O ambiente escolar, é mais do que sabido, está longe de soar acolhedor. No Observatório, principalmente voltado à rede pública, as escolas são descritas de modo assustador: cadeia, depósito de alunos, manicômio, abandonadas, desorganizadas. Aos estudantes são associados termos como preconceito social, violência, drogas, racismo, fome, pobreza e famílias desestruturadas. Uma professora comenta a complexidade de se ensinar uma menina de nove anos que cuida dos irmãos menores e precisa providenciar a alimentação de todos. Menciona os tantos alunos que têm pais e mães alcoólatras, viciados em drogas, presos. E se resigna: “Muitas vezes não temos como ajudar”. Outra educadora lembra-se da faculdade: “Só falavam em crise e problemas”.

A psicóloga Rosely Sayão, que desde a década de 1980 presta consultoria a escolas particulares, percebe nos últimos anos uma crescente sensação de solidão dentre os professores. “A maior parte das escolas larga o professor na sala de aula, ele que se vire com os alunos.” Mesmo as melhores, ela diz, têm dificuldade de entender a importância de se construir uma equipe. Não são raras hoje demissões após julgamentos em tribunais de grupos de WhatsApp de pais e mães. “A escola não fica do lado do professor. Se não o demite diretamente, faz pressão para ele sair.”

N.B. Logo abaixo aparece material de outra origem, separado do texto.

//! # CPU Power Domain
//!
//! A group of CPUs behind one power-gating boundary.
//!
//! ```text
//!   PowerDomain
//!   ├── identity      name, id, firmware node     (fixed at creation)
//!   ├── capability    ops, idle states, flags     (fixed at creation)
//!   ├── parent        set once when linked
//!   ├── power state   atomic, written under lock
//!   └── Mutex<DomainInner>
//!         ├── cpus       attached CPUs
//!         ├── idle       attached CPUs currently idle
//!         ├── state_idx  last selected idle state
//!         └── stats
//! ```
//!
//! The inner lock is the per-domain serialization point: evaluation,
//! membership changes and power transitions of one domain never overlap.

use core::fmt;
use core::sync::atomic::{AtomicU8, Ordering};

use bitflags::bitflags;
use helix_hal::CpuMask;
use spin::{Mutex, MutexGuard, Once};

use crate::ops::PowerOps;
use crate::platform::FwNode;
use crate::state::{DomainPowerState, IdleState, IdleStateTable, MAX_DOMAIN_STATES};

/// Maximum domain name length in bytes
pub const CPU_PD_NAME_MAX: usize = 36;

/// Bounded domain name
pub type DomainName = heapless::String<CPU_PD_NAME_MAX>;

/// Index of a domain in its tree
#[derive(Debug, Clone, Copy, PartialEq, Eq, PartialOrd, Ord, Hash)]
pub struct DomainId(u32);

impl DomainId {
    pub(crate) const fn from_index(index: usize) -> Self {
        Self(index as u32)
    }

    /// Arena index
    #[inline]
    pub const fn index(self) -> usize {
        self.0 as usize
    }
}

impl fmt::Display for DomainId {
    fn fmt(&self, f: &mut fmt::Formatter<'_>) -> fmt::Result {
        write!(f, "pd{}", self.0)
    }
}

bitflags! {
    /// Domain flags
    #[derive(Debug, Clone, Copy, PartialEq, Eq, Hash)]
    pub struct DomainFlags: u32 {
        /// Transitions may run with interrupts disabled
        const IRQ_SAFE   = 1 << 0;
        /// Domain gates CPUs
        const CPU_DOMAIN = 1 << 1;
    }
}

/// Per-domain counters
#[derive(Debug, Clone, Copy, Default, PartialEq, Eq)]
pub struct DomainStats {
    /// Governor evaluations
    pub evaluations: u64,
    /// Evaluations that selected no state
    pub rejected: u64,
    /// Successful power-offs
    pub power_off: u64,
    /// Successful power-ons
    pub power_on: u64,
    /// Firmware calls that failed
    pub transport_failures: u64,
    /// Power-offs per idle state
    pub usage: [u64; MAX_DOMAIN_STATES],
}

pub(crate) struct DomainInner {
    pub(crate) cpus: CpuMask,
    pub(crate) idle: CpuMask,
    pub(crate) state_idx: usize,
    pub(crate) stats: DomainStats,
}

/// CPU power domain
pub struct PowerDomain {
    id: DomainId,
    name: DomainName,
    flags: DomainFlags,
    ops: PowerOps,
    states: IdleStateTable,
    parent: Once<DomainId>,
    node: Once<FwNode>,
    power: AtomicU8,
    inner: Mutex<DomainInner>,
}

/// Truncate `name` to [`CPU_PD_NAME_MAX`] bytes on a char boundary
pub fn bounded_name(name: &str) -> DomainName {
    let mut end = name.len().min(CPU_PD_NAME_MAX);
    while !name.is_char_boundary(end) {
        end -= 1;
    }
    DomainName::try_from(&name[..end]).unwrap_or_default()
}

impl PowerDomain {
    pub(crate) fn new(id: DomainId, name: &str, ops: PowerOps, states: IdleStateTable) -> Self {
        Self {
            id,
            name: bounded_name(name),
            flags: DomainFlags::IRQ_SAFE | DomainFlags::CPU_DOMAIN,
            ops,
            states,
            parent: Once::new(),
            node: Once::new(),
            power: AtomicU8::new(DomainPowerState::Active as u8),
            inner: Mutex::new(DomainInner {
                cpus: CpuMask::new(),
                idle: CpuMask::new(),
                state_idx: 0,
                stats: DomainStats::default(),
            }),
        }
    }

    /// Domain id
    #[inline]
    pub fn id(&self) -> DomainId {
        self.id
    }

    /// Domain name
    #[inline]
    pub fn name(&self) -> &str {
        self.name.as_str()
    }

    /// Domain flags
    #[inline]
    pub fn flags(&self) -> DomainFlags {
        self.flags
    }

    /// Power operations
    #[inline]
    pub fn ops(&self) -> &PowerOps {
        &self.ops
    }

    /// Idle states, shallowest first
    #[inline]
    pub fn idle_states(&self) -> &[IdleState] {
        &self.states
    }

    /// Parent domain
    pub fn parent(&self) -> Option<DomainId> {
        self.parent.get().copied()
    }

    /// Link to `parent`. Fails if already linked.
    pub(crate) fn set_parent(&self, parent: DomainId) -> bool {
        let mut linked = false;
        self.parent.call_once(|| {
            linked = true;
            parent
        });
        linked
    }

    /// Firmware node this domain was created for
    pub fn node(&self) -> Option<FwNode> {
        self.node.get().copied()
    }

    pub(crate) fn set_node(&self, node: FwNode) -> bool {
        let mut bound = false;
        self.node.call_once(|| {
            bound = true;
            node
        });
        bound
    }

    /// Current power state
    #[inline]
    pub fn power_state(&self) -> DomainPowerState {
        DomainPowerState::from_raw(self.power.load(Ordering::Acquire))
    }

    /// Must be called with the inner lock held
    pub(crate) fn set_power_state(&self, _inner: &DomainInner, state: DomainPowerState) {
        self.power.store(state as u8, Ordering::Release);
    }

    pub(crate) fn lock(&self) -> MutexGuard<'_, DomainInner> {
        self.inner.lock()
    }

    /// Attached CPUs
    pub fn members(&self) -> CpuMask {
        self.inner.lock().cpus
    }

    /// Attached CPUs that are currently idle
    pub fn idle_cpus(&self) -> CpuMask {
        self.inner.lock().idle
    }

    /// Last selected idle state
    pub fn state_idx(&self) -> usize {
        self.inner.lock().state_idx
    }

    /// Counter snapshot
    pub fn stats(&self) -> DomainStats {
        self.inner.lock().stats
    }
}

impl fmt::Debug for PowerDomain {
    fn fmt(&self, f: &mut fmt::Formatter<'_>) -> fmt::Result {
        f.debug_struct("PowerDomain")
            .field("id", &self.id)
            .field("name", &self.name)
            .field("parent", &self.parent())
            .field("power", &self.power_state())
            .field("ops", &self.ops)
            .field("states", &self.states.len())
            .finish()
    }
}

#[cfg(test)]
mod tests {
    use super::*;

    #[test]
    fn test_name_truncation() {
        let long = "/cpus/power-domains/cluster0-power-domain@0";
        assert_eq!(bounded_name(long).len(), CPU_PD_NAME_MAX);
        assert_eq!(bounded_name("cluster0").as_str(), "cluster0");

        // 35 ASCII bytes then a 2-byte char straddling the limit
        let mut s = "a".repeat(35);
        s.push('é');
        assert_eq!(bounded_name(&s).len(), 35);
    }

    #[test]
    fn test_parent_set_once() {
        let pd = PowerDomain::new(DomainId::from_index(0), "pd", PowerOps::Noop, IdleStateTable::new());
        assert!(pd.flags().contains(DomainFlags::IRQ_SAFE));
        assert_eq!(pd.parent(), None);
        assert!(pd.set_parent(DomainId::from_index(1)));
        assert!(!pd.set_parent(DomainId::from_index(2)));
        assert_eq!(pd.parent(), Some(DomainId::from_index(1)));
    }

    #[test]
    fn test_initial_state() {
        let pd = PowerDomain::new(DomainId::from_index(3), "pd", PowerOps::Noop, IdleStateTable::new());
        assert_eq!(pd.power_state(), DomainPowerState::Active);
        assert!(pd.members().is_empty());
        assert_eq!(pd.stats(), DomainStats::default());
        assert_eq!(std::format!("{}", pd.id()), "pd3");
    }
}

Pais e mães são vistos e se comportam como clientes, e escolas deixam de se portar como instituição. Nessa relação de consumo, os professores estão sem respaldo, sós. Tudo isso temperado pelo ambiente político, em que o presidente da República compartilha vídeo de aluna brigando com professora por criticar o guru do governo.

Já não é incomum o relato de educadores intimidados por alunos que sacam o celular no meio da aula para filmá-los, em uma relação sem vínculo afetivo ou confiança.

No mês passado, esse clima inspirou piada do Porta dos Fundos. Filmada por todos os alunos, crianças em torno de dez anos, uma professora negra, apavorada, foge de afirmações assertivas. Diz que na “suposta escravidão do Brasil”, sobre a qual “há controvérsias e há quem prefira chamar de mão de obra gratuita”, “sou obrigada por lei a lembrar que o Brasil cresceu como nunca”. A respeito de 1964, que “muitos diriam que foi golpe, outros, revolução”. E que “alguns historiadores afirmariam que teria existido um suposto holocausto em que teria morrido muita suposta gente”.

Da direita à esquerda, diante da suposta solidão dos professores, é para rir ou chorar?